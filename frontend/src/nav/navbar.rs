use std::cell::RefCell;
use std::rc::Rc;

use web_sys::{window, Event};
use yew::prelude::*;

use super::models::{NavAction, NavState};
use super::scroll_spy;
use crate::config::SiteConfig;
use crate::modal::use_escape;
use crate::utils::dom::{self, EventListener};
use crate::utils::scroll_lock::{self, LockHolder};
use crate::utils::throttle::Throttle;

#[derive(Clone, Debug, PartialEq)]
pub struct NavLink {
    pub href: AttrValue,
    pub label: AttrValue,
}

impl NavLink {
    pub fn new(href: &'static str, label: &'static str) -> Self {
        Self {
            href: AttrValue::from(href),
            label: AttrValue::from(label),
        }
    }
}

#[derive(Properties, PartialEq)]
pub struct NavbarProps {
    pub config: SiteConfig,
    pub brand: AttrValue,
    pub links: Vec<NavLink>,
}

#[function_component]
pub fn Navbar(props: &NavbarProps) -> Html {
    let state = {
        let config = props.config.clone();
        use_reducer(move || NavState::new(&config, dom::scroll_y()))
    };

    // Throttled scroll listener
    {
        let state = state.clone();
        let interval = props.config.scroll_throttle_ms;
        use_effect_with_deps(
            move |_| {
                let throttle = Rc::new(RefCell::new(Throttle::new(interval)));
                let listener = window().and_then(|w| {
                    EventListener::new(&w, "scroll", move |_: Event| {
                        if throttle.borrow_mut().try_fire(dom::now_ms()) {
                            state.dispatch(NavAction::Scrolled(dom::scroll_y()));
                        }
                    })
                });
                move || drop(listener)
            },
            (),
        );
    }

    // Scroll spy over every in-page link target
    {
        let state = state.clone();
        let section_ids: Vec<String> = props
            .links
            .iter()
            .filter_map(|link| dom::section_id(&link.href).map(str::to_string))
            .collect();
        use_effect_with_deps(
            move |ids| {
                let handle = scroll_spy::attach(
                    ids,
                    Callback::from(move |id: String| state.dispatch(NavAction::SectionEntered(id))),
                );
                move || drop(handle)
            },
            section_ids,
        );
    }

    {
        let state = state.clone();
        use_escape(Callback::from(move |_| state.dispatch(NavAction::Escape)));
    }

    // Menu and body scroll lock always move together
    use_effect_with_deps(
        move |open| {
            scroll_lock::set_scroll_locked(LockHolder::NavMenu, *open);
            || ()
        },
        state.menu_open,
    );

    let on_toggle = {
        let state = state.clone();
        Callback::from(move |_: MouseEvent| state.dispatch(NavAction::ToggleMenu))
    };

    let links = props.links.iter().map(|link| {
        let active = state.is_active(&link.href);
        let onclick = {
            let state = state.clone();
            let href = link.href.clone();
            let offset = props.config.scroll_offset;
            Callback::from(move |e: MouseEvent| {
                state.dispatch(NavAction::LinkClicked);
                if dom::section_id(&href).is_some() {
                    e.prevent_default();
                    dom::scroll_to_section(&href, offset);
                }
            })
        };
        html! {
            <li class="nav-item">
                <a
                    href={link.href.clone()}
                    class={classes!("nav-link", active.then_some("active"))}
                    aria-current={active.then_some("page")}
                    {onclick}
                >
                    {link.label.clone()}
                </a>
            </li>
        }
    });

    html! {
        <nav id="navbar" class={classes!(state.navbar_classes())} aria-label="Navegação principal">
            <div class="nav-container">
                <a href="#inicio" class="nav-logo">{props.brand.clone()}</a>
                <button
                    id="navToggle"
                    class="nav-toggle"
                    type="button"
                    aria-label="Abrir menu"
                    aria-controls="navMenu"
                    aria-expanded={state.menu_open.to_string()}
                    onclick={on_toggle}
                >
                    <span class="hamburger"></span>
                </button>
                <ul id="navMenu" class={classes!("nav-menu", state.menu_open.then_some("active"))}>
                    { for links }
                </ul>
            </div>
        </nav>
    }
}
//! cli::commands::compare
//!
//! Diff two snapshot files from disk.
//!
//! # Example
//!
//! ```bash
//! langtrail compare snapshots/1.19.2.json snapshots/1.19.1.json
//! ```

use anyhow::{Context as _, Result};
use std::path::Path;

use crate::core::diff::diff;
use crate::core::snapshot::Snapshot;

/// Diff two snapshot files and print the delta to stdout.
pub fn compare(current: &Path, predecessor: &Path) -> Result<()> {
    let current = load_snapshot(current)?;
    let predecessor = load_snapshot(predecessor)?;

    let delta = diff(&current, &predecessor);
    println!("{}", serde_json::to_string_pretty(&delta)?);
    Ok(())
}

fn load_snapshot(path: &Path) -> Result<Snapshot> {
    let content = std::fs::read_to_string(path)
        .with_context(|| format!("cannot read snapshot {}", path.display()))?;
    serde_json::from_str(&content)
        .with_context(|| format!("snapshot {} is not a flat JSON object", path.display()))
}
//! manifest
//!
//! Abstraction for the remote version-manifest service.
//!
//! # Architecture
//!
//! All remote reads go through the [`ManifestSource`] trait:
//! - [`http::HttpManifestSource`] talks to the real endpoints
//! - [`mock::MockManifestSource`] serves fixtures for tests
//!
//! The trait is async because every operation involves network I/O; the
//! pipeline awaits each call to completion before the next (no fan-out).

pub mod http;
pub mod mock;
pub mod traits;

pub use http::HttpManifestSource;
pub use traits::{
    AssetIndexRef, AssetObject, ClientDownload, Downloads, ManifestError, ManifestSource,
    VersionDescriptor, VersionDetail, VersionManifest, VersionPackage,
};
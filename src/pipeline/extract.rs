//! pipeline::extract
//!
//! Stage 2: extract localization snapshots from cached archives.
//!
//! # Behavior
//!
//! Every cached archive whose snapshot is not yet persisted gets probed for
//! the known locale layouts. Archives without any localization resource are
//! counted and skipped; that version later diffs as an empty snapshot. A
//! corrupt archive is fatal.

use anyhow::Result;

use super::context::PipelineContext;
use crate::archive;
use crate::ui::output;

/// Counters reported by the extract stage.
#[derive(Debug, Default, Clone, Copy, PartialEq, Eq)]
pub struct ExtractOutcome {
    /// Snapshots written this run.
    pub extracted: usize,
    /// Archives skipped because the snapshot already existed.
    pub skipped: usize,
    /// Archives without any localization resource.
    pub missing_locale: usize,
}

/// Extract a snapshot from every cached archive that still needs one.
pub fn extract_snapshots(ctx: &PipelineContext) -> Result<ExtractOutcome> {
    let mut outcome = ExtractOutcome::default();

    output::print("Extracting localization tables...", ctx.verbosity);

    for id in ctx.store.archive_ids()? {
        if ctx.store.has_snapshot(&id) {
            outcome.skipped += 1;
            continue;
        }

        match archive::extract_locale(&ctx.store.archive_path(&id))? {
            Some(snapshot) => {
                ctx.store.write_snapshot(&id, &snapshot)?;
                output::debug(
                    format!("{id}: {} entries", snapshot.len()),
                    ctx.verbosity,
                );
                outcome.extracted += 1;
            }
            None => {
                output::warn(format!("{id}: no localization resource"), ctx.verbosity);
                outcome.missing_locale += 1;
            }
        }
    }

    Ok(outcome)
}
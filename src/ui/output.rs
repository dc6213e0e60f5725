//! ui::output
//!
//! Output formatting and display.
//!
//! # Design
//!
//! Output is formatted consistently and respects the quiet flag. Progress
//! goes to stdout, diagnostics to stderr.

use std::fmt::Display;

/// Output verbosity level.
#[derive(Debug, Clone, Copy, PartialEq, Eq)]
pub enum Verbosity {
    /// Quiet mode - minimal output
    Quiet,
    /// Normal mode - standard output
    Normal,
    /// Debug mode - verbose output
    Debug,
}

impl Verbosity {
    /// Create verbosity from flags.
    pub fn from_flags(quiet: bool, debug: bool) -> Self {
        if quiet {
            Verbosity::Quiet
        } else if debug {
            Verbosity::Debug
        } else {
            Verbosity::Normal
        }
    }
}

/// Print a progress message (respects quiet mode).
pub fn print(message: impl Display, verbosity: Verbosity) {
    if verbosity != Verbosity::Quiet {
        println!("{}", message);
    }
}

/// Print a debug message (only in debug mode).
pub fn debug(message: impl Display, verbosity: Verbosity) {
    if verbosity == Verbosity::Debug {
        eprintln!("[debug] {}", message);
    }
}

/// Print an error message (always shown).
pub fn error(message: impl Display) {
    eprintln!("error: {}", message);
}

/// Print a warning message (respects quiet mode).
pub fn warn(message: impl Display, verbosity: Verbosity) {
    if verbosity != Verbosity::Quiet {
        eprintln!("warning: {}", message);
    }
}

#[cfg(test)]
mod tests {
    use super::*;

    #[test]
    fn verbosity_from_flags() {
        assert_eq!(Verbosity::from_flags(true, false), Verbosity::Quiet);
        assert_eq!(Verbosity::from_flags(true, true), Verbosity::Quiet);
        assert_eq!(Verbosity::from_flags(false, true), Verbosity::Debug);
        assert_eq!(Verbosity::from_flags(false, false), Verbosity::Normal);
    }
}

+++++

§ Task description
For the listing above, print only the lines starting at the line containing "from cached archives." and ending at the line containing "localization resource are", exactly, both included.

§ Written response
//! Stage 2: extract localization snapshots from cached archives.
//!
//! # Behavior
//!
//! Every cached archive whose snapshot is not yet persisted gets probed for
//! the known locale layouts. Archives without any localization resource are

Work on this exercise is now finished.